Stored data entries:
━━━
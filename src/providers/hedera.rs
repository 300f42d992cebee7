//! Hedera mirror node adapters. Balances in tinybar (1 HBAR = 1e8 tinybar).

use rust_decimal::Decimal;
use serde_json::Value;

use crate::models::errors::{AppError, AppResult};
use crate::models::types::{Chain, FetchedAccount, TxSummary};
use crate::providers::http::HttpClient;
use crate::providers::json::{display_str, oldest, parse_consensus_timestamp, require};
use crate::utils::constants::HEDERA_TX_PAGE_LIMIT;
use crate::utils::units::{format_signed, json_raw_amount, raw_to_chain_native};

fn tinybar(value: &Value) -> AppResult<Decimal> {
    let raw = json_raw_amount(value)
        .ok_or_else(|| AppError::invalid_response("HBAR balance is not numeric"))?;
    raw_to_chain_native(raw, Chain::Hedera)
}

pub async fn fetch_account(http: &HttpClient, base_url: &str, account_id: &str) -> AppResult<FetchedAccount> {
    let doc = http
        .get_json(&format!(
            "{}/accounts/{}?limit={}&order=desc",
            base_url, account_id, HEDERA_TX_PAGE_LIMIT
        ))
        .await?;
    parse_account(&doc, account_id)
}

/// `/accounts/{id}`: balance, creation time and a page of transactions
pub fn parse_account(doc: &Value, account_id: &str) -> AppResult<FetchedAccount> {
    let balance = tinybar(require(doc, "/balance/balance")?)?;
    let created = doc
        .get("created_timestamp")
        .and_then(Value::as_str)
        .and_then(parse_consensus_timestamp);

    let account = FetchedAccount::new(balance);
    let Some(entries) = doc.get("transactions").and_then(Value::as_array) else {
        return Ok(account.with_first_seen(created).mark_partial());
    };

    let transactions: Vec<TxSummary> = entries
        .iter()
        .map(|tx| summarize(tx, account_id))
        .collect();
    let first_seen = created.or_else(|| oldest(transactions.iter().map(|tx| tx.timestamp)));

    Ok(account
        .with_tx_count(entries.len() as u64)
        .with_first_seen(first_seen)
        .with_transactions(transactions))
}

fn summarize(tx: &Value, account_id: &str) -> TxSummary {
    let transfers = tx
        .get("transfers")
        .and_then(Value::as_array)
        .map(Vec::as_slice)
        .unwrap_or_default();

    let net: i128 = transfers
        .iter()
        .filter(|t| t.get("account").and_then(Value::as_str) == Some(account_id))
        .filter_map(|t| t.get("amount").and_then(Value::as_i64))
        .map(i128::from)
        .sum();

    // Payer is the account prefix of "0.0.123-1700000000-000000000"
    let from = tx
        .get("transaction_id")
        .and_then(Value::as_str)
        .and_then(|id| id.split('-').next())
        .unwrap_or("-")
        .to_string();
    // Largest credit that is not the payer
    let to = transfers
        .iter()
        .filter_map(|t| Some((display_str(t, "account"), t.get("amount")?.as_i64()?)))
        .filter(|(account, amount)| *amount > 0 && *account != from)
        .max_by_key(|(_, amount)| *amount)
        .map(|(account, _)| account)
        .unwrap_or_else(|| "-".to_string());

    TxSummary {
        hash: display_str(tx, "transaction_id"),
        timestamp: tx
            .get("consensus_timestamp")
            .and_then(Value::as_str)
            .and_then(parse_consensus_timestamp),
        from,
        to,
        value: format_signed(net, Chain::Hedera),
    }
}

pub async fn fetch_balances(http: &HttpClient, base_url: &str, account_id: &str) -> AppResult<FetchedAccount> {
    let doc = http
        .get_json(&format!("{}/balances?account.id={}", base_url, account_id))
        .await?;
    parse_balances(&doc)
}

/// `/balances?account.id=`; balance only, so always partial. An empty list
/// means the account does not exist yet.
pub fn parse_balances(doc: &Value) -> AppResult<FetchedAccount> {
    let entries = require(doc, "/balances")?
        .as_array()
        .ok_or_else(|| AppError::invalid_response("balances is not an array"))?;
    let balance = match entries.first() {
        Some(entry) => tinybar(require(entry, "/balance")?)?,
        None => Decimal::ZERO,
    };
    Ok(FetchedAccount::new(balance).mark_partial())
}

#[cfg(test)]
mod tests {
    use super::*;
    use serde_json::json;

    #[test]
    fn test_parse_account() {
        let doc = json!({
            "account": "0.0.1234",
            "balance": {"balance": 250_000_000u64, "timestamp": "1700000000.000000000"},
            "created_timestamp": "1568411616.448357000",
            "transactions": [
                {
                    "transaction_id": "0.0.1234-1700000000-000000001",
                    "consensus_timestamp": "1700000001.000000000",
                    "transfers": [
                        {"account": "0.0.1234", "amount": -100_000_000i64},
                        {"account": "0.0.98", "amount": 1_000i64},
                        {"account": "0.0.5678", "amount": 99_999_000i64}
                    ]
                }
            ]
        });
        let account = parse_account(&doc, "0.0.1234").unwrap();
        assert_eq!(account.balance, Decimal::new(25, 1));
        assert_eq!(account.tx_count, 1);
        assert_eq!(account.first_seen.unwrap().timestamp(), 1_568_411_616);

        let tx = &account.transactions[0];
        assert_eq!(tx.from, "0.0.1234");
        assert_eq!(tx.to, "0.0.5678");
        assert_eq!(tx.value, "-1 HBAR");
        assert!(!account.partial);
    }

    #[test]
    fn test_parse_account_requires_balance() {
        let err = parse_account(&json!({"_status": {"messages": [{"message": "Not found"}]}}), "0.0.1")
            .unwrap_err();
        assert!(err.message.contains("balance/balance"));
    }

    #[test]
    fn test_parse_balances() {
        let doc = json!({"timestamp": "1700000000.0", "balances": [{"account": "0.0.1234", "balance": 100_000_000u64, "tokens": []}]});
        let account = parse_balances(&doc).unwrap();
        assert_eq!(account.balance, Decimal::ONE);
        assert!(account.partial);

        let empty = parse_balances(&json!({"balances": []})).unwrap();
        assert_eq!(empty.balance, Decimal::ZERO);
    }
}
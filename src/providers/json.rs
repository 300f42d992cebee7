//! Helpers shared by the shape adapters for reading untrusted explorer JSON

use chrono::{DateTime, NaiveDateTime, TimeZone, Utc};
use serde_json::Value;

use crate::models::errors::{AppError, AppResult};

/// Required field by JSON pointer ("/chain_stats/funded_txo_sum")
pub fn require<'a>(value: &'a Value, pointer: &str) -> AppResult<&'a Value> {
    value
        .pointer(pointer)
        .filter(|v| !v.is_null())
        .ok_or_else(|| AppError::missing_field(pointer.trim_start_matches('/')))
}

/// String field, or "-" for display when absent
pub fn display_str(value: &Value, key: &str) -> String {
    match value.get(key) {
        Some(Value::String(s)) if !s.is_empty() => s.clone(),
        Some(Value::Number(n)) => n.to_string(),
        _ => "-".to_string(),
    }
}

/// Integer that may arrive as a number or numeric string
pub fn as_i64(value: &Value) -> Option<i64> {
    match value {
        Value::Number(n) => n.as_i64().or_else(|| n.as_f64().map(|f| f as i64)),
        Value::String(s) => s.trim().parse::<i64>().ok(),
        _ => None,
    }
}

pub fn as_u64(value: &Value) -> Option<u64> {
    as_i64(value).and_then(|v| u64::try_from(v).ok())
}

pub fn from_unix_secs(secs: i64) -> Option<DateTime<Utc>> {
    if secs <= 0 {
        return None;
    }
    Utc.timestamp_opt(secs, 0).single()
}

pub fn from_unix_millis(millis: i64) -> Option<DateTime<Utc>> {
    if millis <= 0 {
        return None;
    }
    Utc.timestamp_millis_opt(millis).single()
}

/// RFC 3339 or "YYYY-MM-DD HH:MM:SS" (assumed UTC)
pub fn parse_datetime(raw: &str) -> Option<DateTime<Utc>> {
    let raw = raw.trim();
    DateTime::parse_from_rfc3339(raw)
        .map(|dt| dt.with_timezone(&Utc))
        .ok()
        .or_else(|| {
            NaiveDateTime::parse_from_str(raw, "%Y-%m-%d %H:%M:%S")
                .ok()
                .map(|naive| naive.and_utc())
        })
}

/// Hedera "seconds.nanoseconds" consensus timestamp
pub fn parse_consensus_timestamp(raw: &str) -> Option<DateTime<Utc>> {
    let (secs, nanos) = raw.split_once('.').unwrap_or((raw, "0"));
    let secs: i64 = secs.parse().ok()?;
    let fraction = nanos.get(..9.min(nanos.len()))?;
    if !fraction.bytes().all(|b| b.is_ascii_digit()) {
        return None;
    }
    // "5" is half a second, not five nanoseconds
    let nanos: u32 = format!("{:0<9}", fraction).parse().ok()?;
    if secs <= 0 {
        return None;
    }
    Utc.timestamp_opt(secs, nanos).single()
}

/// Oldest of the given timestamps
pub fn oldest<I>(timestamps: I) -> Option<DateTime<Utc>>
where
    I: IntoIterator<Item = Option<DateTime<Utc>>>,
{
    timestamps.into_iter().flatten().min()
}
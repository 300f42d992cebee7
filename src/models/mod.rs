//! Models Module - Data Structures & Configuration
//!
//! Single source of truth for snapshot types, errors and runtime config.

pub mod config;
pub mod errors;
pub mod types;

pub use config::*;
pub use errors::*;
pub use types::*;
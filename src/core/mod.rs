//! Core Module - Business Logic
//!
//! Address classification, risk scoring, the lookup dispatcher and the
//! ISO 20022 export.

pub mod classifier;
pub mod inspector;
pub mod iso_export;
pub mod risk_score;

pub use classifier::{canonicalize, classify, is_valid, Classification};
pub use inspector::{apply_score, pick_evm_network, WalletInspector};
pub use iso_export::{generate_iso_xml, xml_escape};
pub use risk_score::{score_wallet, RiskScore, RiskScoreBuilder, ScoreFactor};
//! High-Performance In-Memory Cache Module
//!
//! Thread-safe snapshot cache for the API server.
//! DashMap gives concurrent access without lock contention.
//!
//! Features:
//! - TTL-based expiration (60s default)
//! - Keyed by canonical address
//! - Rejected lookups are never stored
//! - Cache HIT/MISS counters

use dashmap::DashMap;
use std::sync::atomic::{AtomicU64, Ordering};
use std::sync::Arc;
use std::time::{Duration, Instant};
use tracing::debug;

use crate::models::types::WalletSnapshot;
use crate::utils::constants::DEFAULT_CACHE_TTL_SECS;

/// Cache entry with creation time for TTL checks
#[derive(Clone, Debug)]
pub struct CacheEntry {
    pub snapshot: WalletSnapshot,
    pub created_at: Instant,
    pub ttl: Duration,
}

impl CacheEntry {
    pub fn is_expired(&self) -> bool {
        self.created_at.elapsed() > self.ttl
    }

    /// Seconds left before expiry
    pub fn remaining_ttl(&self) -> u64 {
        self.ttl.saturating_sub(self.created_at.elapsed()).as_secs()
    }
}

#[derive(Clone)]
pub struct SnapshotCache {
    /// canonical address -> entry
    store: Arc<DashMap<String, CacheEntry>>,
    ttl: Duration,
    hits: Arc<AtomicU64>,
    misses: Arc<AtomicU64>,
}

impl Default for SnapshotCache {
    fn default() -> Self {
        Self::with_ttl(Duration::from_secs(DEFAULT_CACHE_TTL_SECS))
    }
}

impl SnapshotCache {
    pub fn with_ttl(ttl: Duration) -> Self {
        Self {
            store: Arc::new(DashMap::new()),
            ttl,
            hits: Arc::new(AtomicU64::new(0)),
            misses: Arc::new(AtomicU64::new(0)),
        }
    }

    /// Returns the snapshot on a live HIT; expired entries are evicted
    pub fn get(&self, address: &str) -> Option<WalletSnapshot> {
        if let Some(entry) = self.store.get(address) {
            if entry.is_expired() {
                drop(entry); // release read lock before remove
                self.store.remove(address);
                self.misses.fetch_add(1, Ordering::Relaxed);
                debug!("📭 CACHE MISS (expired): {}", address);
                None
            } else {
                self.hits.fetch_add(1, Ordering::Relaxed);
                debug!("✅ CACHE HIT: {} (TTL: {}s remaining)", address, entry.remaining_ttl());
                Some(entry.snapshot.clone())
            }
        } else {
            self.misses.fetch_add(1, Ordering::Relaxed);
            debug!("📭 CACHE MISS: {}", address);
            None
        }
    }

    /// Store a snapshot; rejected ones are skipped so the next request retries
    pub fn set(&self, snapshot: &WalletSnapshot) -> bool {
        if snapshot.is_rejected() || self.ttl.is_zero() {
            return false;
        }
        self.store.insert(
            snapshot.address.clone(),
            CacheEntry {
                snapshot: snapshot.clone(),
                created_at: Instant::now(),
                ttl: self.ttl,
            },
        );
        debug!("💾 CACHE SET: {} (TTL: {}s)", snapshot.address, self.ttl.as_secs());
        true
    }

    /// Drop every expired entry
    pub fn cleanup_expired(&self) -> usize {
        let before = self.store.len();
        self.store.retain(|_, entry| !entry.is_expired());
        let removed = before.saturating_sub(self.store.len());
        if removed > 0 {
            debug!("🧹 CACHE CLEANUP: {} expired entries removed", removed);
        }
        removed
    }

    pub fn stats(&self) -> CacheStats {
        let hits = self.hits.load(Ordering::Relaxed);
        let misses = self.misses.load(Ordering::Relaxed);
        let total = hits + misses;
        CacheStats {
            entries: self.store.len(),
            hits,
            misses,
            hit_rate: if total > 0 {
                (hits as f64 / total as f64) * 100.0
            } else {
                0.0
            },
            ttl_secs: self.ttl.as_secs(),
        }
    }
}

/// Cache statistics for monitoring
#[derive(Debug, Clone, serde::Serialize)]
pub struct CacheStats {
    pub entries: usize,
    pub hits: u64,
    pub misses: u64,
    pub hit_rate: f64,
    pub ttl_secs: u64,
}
━━━
Beginning with the line that has "(hits as f64", set down every line of the entries above through the final one, unchanged.

▸ EXPECTED OUTPUT
                (hits as f64 / total as f64) * 100.0
            } else {
                0.0
            },
            ttl_secs: self.ttl.as_secs(),
        }
    }
}

/// Cache statistics for monitoring
#[derive(Debug, Clone, serde::Serialize)]
pub struct CacheStats {
    pub entries: usize,
    pub hits: u64,
    pub misses: u64,
    pub hit_rate: f64,
    pub ttl_secs: u64,
}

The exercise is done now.